Bernard Heidsieck (à gauche) m'ouvrit à ces prospectives. Son écoute me persuada d'abandonner les derniers liens interprétatifs de ma lecture.
Dans
le cadre de certains spectacles mêlant plusieurs lecteurs et,
parfois, le travail de musiciens, la lecture publique peut devenir le terrain de rencontres
et d'expériences artistiques nouvelles et jubilatoires.

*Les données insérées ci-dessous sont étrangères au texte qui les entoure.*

// tessel-value - Lazy sequences and iteration
// Copyright (c) 2025 Tom Waddington. MIT licensed.

//! Pull-based iteration over every seqable value.
//!
//! A [`LazySeq`] owns a generator: a zero-argument closure returning a fresh
//! [`SeqIter`]. Each traversal calls the generator again, so a sequence built
//! from pure generators can be walked any number of times with identical
//! results. Nothing is cached between traversals.
//!
//! ```ignore
//! let nats = LazySeq::new(|| Box::new((0..).map(|n| Ok(Value::int(n)))));
//! let first: Vec<Value> = nats.iter().take(3).collect::<Result<_>>()?;
//! ```

use std::cell::Cell;
use std::fmt;
use std::rc::Rc;

use crate::cells::{Entries, Items, Members, Props, Shared};
use crate::error::{Error, Result};
use crate::value::Value;

/// A fallible, boxed iterator over values.
///
/// Errors raised while producing an element (usually by a user callback)
/// are yielded as `Err` items and end the traversal for well-behaved
/// consumers.
pub type SeqIter = Box<dyn Iterator<Item = Result<Value>>>;

/// Generator behind a [`LazySeq`].
pub type SeqGen = dyn Fn() -> SeqIter;

/// An iterator that yields `err` once.
pub fn fail(err: Error) -> SeqIter {
    Box::new(std::iter::once(Err(err)))
}

/// An iterator over already-computed values.
pub fn from_values(values: Vec<Value>) -> SeqIter {
    Box::new(values.into_iter().map(Ok))
}

// ============================================================================
// Options
// ============================================================================

/// Per-sequence diagnostics settings.
#[derive(Debug, Clone, Copy, Default, PartialEq, Eq)]
pub struct SeqOptions {
    /// Emit a warning each time a sequence is traversed more than once.
    pub warn_on_reuse: bool,
}

impl SeqOptions {
    pub fn with_reuse_warning(mut self, on: bool) -> Self {
        self.warn_on_reuse = on;
        self
    }
}

// ============================================================================
// LazySeq
// ============================================================================

struct LazyInner {
    generator: Box<SeqGen>,
    usages: Cell<usize>,
    options: SeqOptions,
}

/// A restartable lazy sequence.
#[derive(Clone)]
pub struct LazySeq(Rc<LazyInner>);

impl LazySeq {
    /// Create a lazy sequence with default options.
    pub fn new<F>(generator: F) -> Self
    where
        F: Fn() -> SeqIter + 'static,
    {
        Self::with_options(SeqOptions::default(), generator)
    }

    pub fn with_options<F>(options: SeqOptions, generator: F) -> Self
    where
        F: Fn() -> SeqIter + 'static,
    {
        LazySeq(Rc::new(LazyInner {
            generator: Box::new(generator),
            usages: Cell::new(0),
            options,
        }))
    }

    /// A sequence with no elements.
    pub fn empty() -> Self {
        Self::new(|| Box::new(std::iter::empty()))
    }

    /// Start a new traversal.
    pub fn iter(&self) -> SeqIter {
        let usages = self.0.usages.get() + 1;
        self.0.usages.set(usages);
        if usages > 1 && self.0.options.warn_on_reuse {
            tracing::warn!(
                target: "tessel::lazy",
                usages,
                "lazy sequence traversed more than once; its generator runs again"
            );
        }
        (self.0.generator)()
    }

    /// Number of traversals started so far.
    pub fn usages(&self) -> usize {
        self.0.usages.get()
    }

    pub fn options(&self) -> SeqOptions {
        self.0.options
    }

    pub fn ptr_eq(&self, other: &LazySeq) -> bool {
        Rc::ptr_eq(&self.0, &other.0)
    }

    pub(crate) fn addr(&self) -> usize {
        Rc::as_ptr(&self.0) as usize
    }
}

impl fmt::Debug for LazySeq {
    fn fmt(&self, f: &mut fmt::Formatter<'_>) -> fmt::Result {
        write!(f, "#<lazy-seq usages={}>", self.usages())
    }
}

// ============================================================================
// Cons
// ============================================================================

/// An immutable head/tail pair.
pub struct Cons {
    head: Value,
    tail: Value,
}

impl Cons {
    pub fn new(head: Value, tail: Value) -> Self {
        Cons { head, tail }
    }

    pub fn head(&self) -> &Value {
        &self.head
    }

    pub fn tail(&self) -> &Value {
        &self.tail
    }

    /// The head followed by the elements of the tail.
    pub fn iter(&self) -> SeqIter {
        Box::new(std::iter::once(Ok(self.head.clone())).chain(self.tail.seq_iter()))
    }
}

// ============================================================================
// Iteration over values
// ============================================================================

/// Walk a cell by position, re-borrowing for every element so callers may
/// mutate the container between pulls.
fn walk<T, F>(cell: Shared<T>, at: F) -> SeqIter
where
    T: Clone + 'static,
    F: Fn(&T, usize) -> Option<Value> + 'static,
{
    let mut index = 0;
    Box::new(std::iter::from_fn(move || {
        let item = at(&cell.borrow(), index);
        index += 1;
        item.map(Ok)
    }))
}

fn pair(k: Value, v: Value) -> Value {
    Value::array([k, v])
}

impl Value {
    /// Start a traversal of a seqable value.
    ///
    /// `nil` is empty, strings yield one-character strings, maps and objects
    /// yield `[key value]` arrays. Scalars are not seqable.
    pub fn iter(&self) -> Result<SeqIter> {
        Ok(match self {
            Value::Nil => Box::new(std::iter::empty()),
            Value::String(s) => {
                let chars: Vec<Value> = s.chars().map(|c| Value::string(c.to_string())).collect();
                from_values(chars)
            }
            Value::Array(cell) => walk((**cell).clone(), |items: &Items, i| items.get(i).cloned()),
            Value::List(cell) => walk((**cell).clone(), |items: &Items, i| items.get(i).cloned()),
            Value::Object(cell) => walk((**cell).clone(), |props: &Props, i| {
                props
                    .get_index(i)
                    .map(|(k, v)| pair(Value::String(k.clone()), v.clone()))
            }),
            Value::Map(cell) => walk((**cell).clone(), |entries: &Entries, i| {
                entries.get_index(i).map(|(k, v)| pair(k.clone(), v.clone()))
            }),
            Value::Set(cell) => walk((**cell).clone(), |members: &Members, i| {
                members.get_index(i).cloned()
            }),
            Value::Lazy(seq) => seq.iter(),
            Value::Cons(cell) => cell.iter(),
            other => {
                return Err(Error::type_error_in(
                    "seq",
                    "seqable collection",
                    other.type_name(),
                ));
            }
        })
    }

    /// Like [`Value::iter`], reporting a non-seqable value as the first item.
    pub fn seq_iter(&self) -> SeqIter {
        self.iter().unwrap_or_else(fail)
    }

    /// Whether [`Value::iter`] accepts this value.
    pub fn is_seqable(&self) -> bool {
        matches!(
            self,
            Value::Nil
                | Value::String(_)
                | Value::Array(_)
                | Value::List(_)
                | Value::Object(_)
                | Value::Map(_)
                | Value::Set(_)
                | Value::Lazy(_)
                | Value::Cons(_)
        )
    }

    /// Realize every element into a vector.
    pub fn to_vec(&self) -> Result<Vec<Value>> {
        self.iter()?.collect()
    }
}
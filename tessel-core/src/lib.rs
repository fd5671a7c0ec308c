// tessel-core - Collection and sequence runtime for Tessel
// Copyright (c) 2025 Tom Waddington. MIT licensed.

//! # tessel-core
//!
//! The flat function surface of the Tessel runtime: polymorphic collection
//! operations over arrays, lists, objects, maps and sets, a lazy sequence
//! library, atoms, string helpers and a JSON-ish printer.
//!
//! Every builtin has the uniform signature `fn(&[Value]) -> Result<Value>`
//! and is reachable both directly (`builtins::collections::builtin_assoc`) and by name
//! through a [`Registry`].

pub mod apply;
pub mod builtins;
pub mod config;
pub mod registry;

pub use apply::{apply, make_native_fn};
pub use builtins::exceptions::error_value;
pub use builtins::io::pr_str_1 as pr_str;
pub use builtins::register_builtins;
pub use config::Options;
pub use registry::Registry;

// Re-export value types for convenience
pub use tessel_value::{
    Atom, Container, Error, Kind, LazySeq, NativeFn, Result, SeqIter, SeqOptions, Value,
};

Lorsqu'en 1996 un collectif de plasticiens et de musiciens (ceux-là mêmes qui composaient l'ensemble Rhyzome) décida de créer le festival Primavera à Rennes, l'un d'entre eux me confia l'organisation d'une soirée consacrée à la lecture publique. Ce fut la soirée 7 fois dans la bouche, qui allait réunir Bernard Heidsieck, Christian Prigent, Charles Pennequin, Julien Demarc, la STPO et moi-même. Chacun était invité à improviser s'il le désirait, les musiciens eux-mêmes étaient conviés à suivre les lectures s'il leur semblait judicieux d'intervenir.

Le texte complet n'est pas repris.